(TASK GOAL) In the entries below, find the line with "loaders walk the" and the line with "use crate::db::DbResult;". Return those two lines and all lines between them, exactly.

________________________________________

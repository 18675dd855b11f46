//! Database module
//!
//! Handles SQLite connection and migrations.

pub mod connection;
pub mod migrations;

pub use connection::{in_transaction, Database, DbError, DbResult};
pub(crate) use connection::placeholders;
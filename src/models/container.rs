//! Containers and transitive closure loaders
//!
//! Meals and recipes both hold members. The aggregation core needs every
//! nested recipe and ingredient pre-fetched, so these loaders walk the
//! membership graph down to the leaves.

use std::collections::BTreeSet;

use rusqlite::Connection;

use super::ingredient::Ingredient;
use super::meal::Meal;
use super::membership::{MemberChild, Membership};
use super::portion::FoodPortion;
use super::recipe::Recipe;
use crate::db::DbResult;

/// A meal or recipe viewed as a holder of members
#[derive(Debug, Clone, Copy)]
pub enum ContainerRef<'a> {
    Meal(&'a Meal),
    Recipe(&'a Recipe),
}

impl<'a> ContainerRef<'a> {
    pub fn members(&self) -> &'a [Membership] {
        match *self {
            ContainerRef::Meal(meal) => &meal.members,
            ContainerRef::Recipe(recipe) => &recipe.members,
        }
    }

    /// Servings defined on the container itself (meals have none)
    pub fn portions(&self) -> &'a [FoodPortion] {
        match *self {
            ContainerRef::Meal(_) => &[],
            ContainerRef::Recipe(recipe) => &recipe.portions,
        }
    }
}

impl<'a> From<&'a Meal> for ContainerRef<'a> {
    fn from(meal: &'a Meal) -> Self {
        ContainerRef::Meal(meal)
    }
}

impl<'a> From<&'a Recipe> for ContainerRef<'a> {
    fn from(recipe: &'a Recipe) -> Self {
        ContainerRef::Recipe(recipe)
    }
}

/// Everything reachable below a set of containers
#[derive(Debug, Clone, Default, PartialEq, Eq)]
pub struct ContainerContents {
    pub ingredient_ids: BTreeSet<i64>,
    pub recipe_ids: BTreeSet<i64>,
}

/// Walk members of `parents`, descending into nested recipes
pub fn contents_of(
    conn: &Connection,
    user_id: i64,
    parents: &[ContainerRef<'_>],
) -> DbResult<ContainerContents> {
    let mut contents = ContainerContents::default();
    let mut frontier: Vec<i64> = Vec::new();

    for parent in parents {
        visit(parent.members(), &mut contents, &mut frontier);
    }

    while !frontier.is_empty() {
        let recipes = Recipe::load_many(conn, user_id, &frontier)?;
        frontier.clear();
        for recipe in &recipes {
            visit(&recipe.members, &mut contents, &mut frontier);
        }
    }

    tracing::debug!(
        ingredients = contents.ingredient_ids.len(),
        recipes = contents.recipe_ids.len(),
        "Resolved container contents"
    );
    Ok(contents)
}

fn visit(members: &[Membership], contents: &mut ContainerContents, frontier: &mut Vec<i64>) {
    for member in members {
        match member.child {
            MemberChild::Ingredient(food) => {
                contents.ingredient_ids.insert(food.ingredient_id);
            }
            MemberChild::Recipe { id } => {
                if contents.recipe_ids.insert(id) {
                    frontier.push(id);
                }
            }
        }
    }
}

/// All ingredient ids reachable from `parents`
pub fn ingredient_ids_for_parents(
    conn: &Connection,
    user_id: i64,
    parents: &[ContainerRef<'_>],
) -> DbResult<BTreeSet<i64>> {
    Ok(contents_of(conn, user_id, parents)?.ingredient_ids)
}

/// All recipe ids reachable from `parents`
pub fn recipe_ids_for_parents(
    conn: &Connection,
    user_id: i64,
    parents: &[ContainerRef<'_>],
) -> DbResult<BTreeSet<i64>> {
    Ok(contents_of(conn, user_id, parents)?.recipe_ids)
}

impl Ingredient {
    /// Every ingredient reachable from `parents`
    pub fn load_for_parents(
        conn: &Connection,
        user_id: i64,
        parents: &[ContainerRef<'_>],
    ) -> DbResult<Vec<Self>> {
        let ids: Vec<i64> = ingredient_ids_for_parents(conn, user_id, parents)?
            .into_iter()
            .collect();
        Self::load_many(conn, user_id, &ids)
    }
}

impl Recipe {
    /// Every recipe reachable from `parents`, suitable as the known-recipes set
    pub fn load_for_parents(
        conn: &Connection,
        user_id: i64,
        parents: &[ContainerRef<'_>],
    ) -> DbResult<Vec<Self>> {
        let ids: Vec<i64> = recipe_ids_for_parents(conn, user_id, parents)?
            .into_iter()
            .collect();
        Self::load_many(conn, user_id, &ids)
    }
}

________________________________________

(OUTPUT FOR THIS EXERCISE)
//! nested recipe and ingredient pre-fetched, so these loaders walk the
//! membership graph down to the leaves.

use std::collections::BTreeSet;

use rusqlite::Connection;

use super::ingredient::Ingredient;
use super::meal::Meal;
use super::membership::{MemberChild, Membership};
use super::portion::FoodPortion;
use super::recipe::Recipe;
use crate::db::DbResult;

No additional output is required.